Understanding regarding the aerosolized use of central nervous system-acting chemicals for law enforcement purposes

Press release, 01.12.2021

After years of work in the area, Switzerland achieved an important success in strengthening the international norm against chemical weapons at the 26th Conference of the States Parties to the Chemical Weapons Convention (CWC). In The Hague today, the states parties voted by a large majority in favour of a decision initiated by Australia, the US and Switzerland stipulating that the aerosolised use of central nervous system-acting chemicals be forbidden in national law enforcement. This is an important step towards strengthening the ban on chemical weapons, which has come under some pressure.

Although the CWC prohibits the use of toxic chemicals as weapons, some substances can be used in specific circumstances to maintain public order. This exception applies, for example, to irritants such as tear gas and pepper spray.

Because of their non-lethal effects in a controlled medical setting, central nervous system-acting chemicals such as the opioid fentanyl and its derivatives might be viewed by some as an appealing tool in specific law enforcement scenarios, particularly for quelling unrest and dispersing demonstrations. However, their use is problematic and can cause long-term health issues or even death. The use of these substances also risks undermining the international norm against chemical weapons, as states may use law enforcement as a pretext to develop such chemicals for military purposes.

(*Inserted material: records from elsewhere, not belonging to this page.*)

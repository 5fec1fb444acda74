use contracts::system::auth::guard::{decide, AccessDecision};
use contracts::system::auth::UserRole;
use leptos::prelude::*;
use leptos_router::components::Redirect;

use super::context::use_auth;
use crate::shared::components::spinner::PageSpinner;

/// Renders `children` only when the session passes the access check.
/// An empty `roles` admits any signed-in user.
#[component]
pub fn PrivateRoute(
    #[prop(optional, into)] roles: Vec<UserRole>,
    children: ChildrenFn,
) -> impl IntoView {
    let session = use_auth();
    let decision = Memo::new(move |_| session.with(|s| decide(s, &roles)));

    move || match decision.get() {
        AccessDecision::Checking => view! { <PageSpinner /> }.into_any(),
        AccessDecision::Denied(target) => {
            log::debug!("access denied, redirecting to {}", target.path());
            view! { <Redirect path=target.path() /> }.into_any()
        }
        AccessDecision::Allowed => children().into_any(),
    }
}

/// Teacher-only route
#[component]
pub fn TeacherRoute(children: ChildrenFn) -> impl IntoView {
    view! { <PrivateRoute roles=vec![UserRole::Teacher]>{children()}</PrivateRoute> }
}

/// Student-only route
#[component]
pub fn StudentRoute(children: ChildrenFn) -> impl IntoView {
    view! { <PrivateRoute roles=vec![UserRole::Student]>{children()}</PrivateRoute> }
}
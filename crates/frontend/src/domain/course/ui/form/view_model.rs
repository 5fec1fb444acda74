use contracts::domain::course::draft::CourseDraft;
use contracts::domain::course::{Category, CourseStatus, DifficultyLevel};
use contracts::shared::media::check_image_upload;
use contracts::shared::validation::ValidationResult;
use leptos::prelude::*;
use wasm_bindgen_futures::spawn_local;
use web_sys::File;

use crate::domain::course::api;
use crate::system::pages::clear_on_input;

/// ViewModel for the course create/edit form
#[derive(Clone, Copy)]
pub struct CourseFormViewModel {
    pub id: RwSignal<Option<i64>>,
    pub title: RwSignal<String>,
    pub description: RwSignal<String>,
    pub price: RwSignal<String>,
    pub category: RwSignal<String>,
    pub difficulty_level: RwSignal<String>,
    pub duration_weeks: RwSignal<String>,
    pub max_students: RwSignal<String>,
    pub published: RwSignal<bool>,
    pub categories: RwSignal<Vec<Category>>,
    /// Picked thumbnail, sent as multipart on save. Browser-only handle.
    pub thumbnail_file: StoredValue<Option<File>, LocalStorage>,
    pub thumbnail_name: RwSignal<Option<String>>,
    pub thumbnail_error: RwSignal<Option<String>>,
    /// Thumbnail already stored for the course being edited.
    pub current_thumbnail: RwSignal<Option<String>>,
    pub errors: RwSignal<ValidationResult>,
    pub load_error: RwSignal<Option<String>>,
    pub save_error: RwSignal<Option<String>>,
    pub is_loading: RwSignal<bool>,
    pub is_saving: RwSignal<bool>,
}

impl CourseFormViewModel {
    pub fn new() -> Self {
        let vm = Self {
            id: RwSignal::new(None),
            title: RwSignal::new(String::new()),
            description: RwSignal::new(String::new()),
            price: RwSignal::new(String::new()),
            category: RwSignal::new(String::new()),
            difficulty_level: RwSignal::new(String::new()),
            duration_weeks: RwSignal::new(String::new()),
            max_students: RwSignal::new(String::new()),
            published: RwSignal::new(false),
            categories: RwSignal::new(Vec::new()),
            thumbnail_file: StoredValue::new_local(None),
            thumbnail_name: RwSignal::new(None),
            thumbnail_error: RwSignal::new(None),
            current_thumbnail: RwSignal::new(None),
            errors: RwSignal::new(ValidationResult::valid()),
            load_error: RwSignal::new(None),
            save_error: RwSignal::new(None),
            is_loading: RwSignal::new(false),
            is_saving: RwSignal::new(false),
        };
        vm.fill(&CourseDraft::default());

        clear_on_input(vm.title, vm.errors, "title");
        clear_on_input(vm.description, vm.errors, "description");
        clear_on_input(vm.price, vm.errors, "price");
        clear_on_input(vm.category, vm.errors, "category");
        clear_on_input(vm.duration_weeks, vm.errors, "duration_weeks");
        clear_on_input(vm.max_students, vm.errors, "max_students");
        vm
    }

    pub fn is_edit_mode(&self) -> bool {
        self.id.get().is_some()
    }

    fn fill(&self, draft: &CourseDraft) {
        self.title.set(draft.title.clone());
        self.description.set(draft.description.clone());
        self.price.set(draft.price.clone());
        self.category.set(draft.category.clone());
        self.difficulty_level.set(draft.difficulty_level.as_str().to_string());
        self.duration_weeks.set(draft.duration_weeks.clone());
        self.max_students.set(draft.max_students.clone());
        self.published.set(draft.status == CourseStatus::Published);
    }

    pub fn draft(&self) -> CourseDraft {
        CourseDraft {
            title: self.title.get_untracked(),
            description: self.description.get_untracked(),
            price: self.price.get_untracked(),
            category: self.category.get_untracked(),
            difficulty_level: DifficultyLevel::parse(&self.difficulty_level.get_untracked())
                .unwrap_or_default(),
            duration_weeks: self.duration_weeks.get_untracked(),
            max_students: self.max_students.get_untracked(),
            status: if self.published.get_untracked() {
                CourseStatus::Published
            } else {
                CourseStatus::Draft
            },
        }
    }

    /// Accept or reject a file from the thumbnail input.
    pub fn pick_thumbnail(&self, file: Option<File>) {
        let accepted = file.filter(|f| match check_image_upload(&f.type_(), f.size()) {
            Some(message) => {
                self.thumbnail_error.set(Some(message));
                false
            }
            None => {
                self.thumbnail_error.set(None);
                true
            }
        });
        self.thumbnail_name.set(accepted.as_ref().map(File::name));
        self.thumbnail_file.set_value(accepted);
    }

    pub fn load_categories(&self) {
        let categories = self.categories;
        spawn_local(async move {
            match api::fetch_categories().await {
                Ok(list) => {
                    let _ = categories.try_set(list);
                }
                Err(e) => log::warn!("categories unavailable: {}", e),
            }
        });
    }

    /// Load the course into the form when editing
    pub fn load_if_needed(&self, id: Option<i64>) {
        self.id.set(id);
        let Some(id) = id else {
            return;
        };
        let vm = *self;
        vm.is_loading.set(true);
        vm.load_error.set(None);
        spawn_local(async move {
            match api::fetch_course(id).await {
                Ok(course) => {
                    vm.fill(&CourseDraft::from_course(&course));
                    vm.current_thumbnail.set(course.thumbnail.clone());
                    vm.errors.set(ValidationResult::valid());
                }
                Err(e) => vm.load_error.set(Some(e)),
            }
            vm.is_loading.set(false);
        });
    }

    /// Validate and save; `on_saved` runs after the server accepted the course.
    pub fn save_command(&self, on_saved: impl Fn() + 'static) {
        if self.is_saving.get_untracked() {
            return;
        }
        let payload = match self.draft().to_payload() {
            Ok(payload) => payload,
            Err(result) => {
                self.errors.set(result);
                return;
            }
        };

        let thumbnail = self.thumbnail_file.get_value();
        let vm = *self;
        vm.is_saving.set(true);
        vm.save_error.set(None);
        spawn_local(async move {
            let result = match vm.id.get_untracked() {
                Some(id) => api::update_course(id, &payload, thumbnail).await,
                None => api::create_course(&payload, thumbnail).await,
            };
            match result {
                Ok(course) => {
                    log::info!("saved course {}", course.id);
                    on_saved();
                }
                Err(e) => {
                    log::error!("failed to save course: {}", e);
                    vm.save_error.set(Some(e));
                    vm.is_saving.set(false);
                }
            }
        });
    }
}

impl Default for CourseFormViewModel {
    fn default() -> Self {
        Self::new()
    }
}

Switzerland first raised this issue within the framework of the Organisation for the Prohibition of Chemical Weapons (OPCW) in 2008 and, with the support of scientific and civil society organisations, has since undertaken several political initiatives to raise awareness and call for action by states parties to the CWC.

After more than a decade of informal discussions and following intensive political engagement, Switzerland, alongside the US and Australia, has now successfully put forward a decision at this year's Conference of the States Parties to the CWC.

In March of this year, the OPCW Executive Council had already adopted this politically controversial decision by a qualified majority and recommended it to the Conference of the States Parties for approval. Fifty states parties have joined as co-sponsors of the proposed draft decision, which was adopted today by an overwhelming majority of 85 states parties.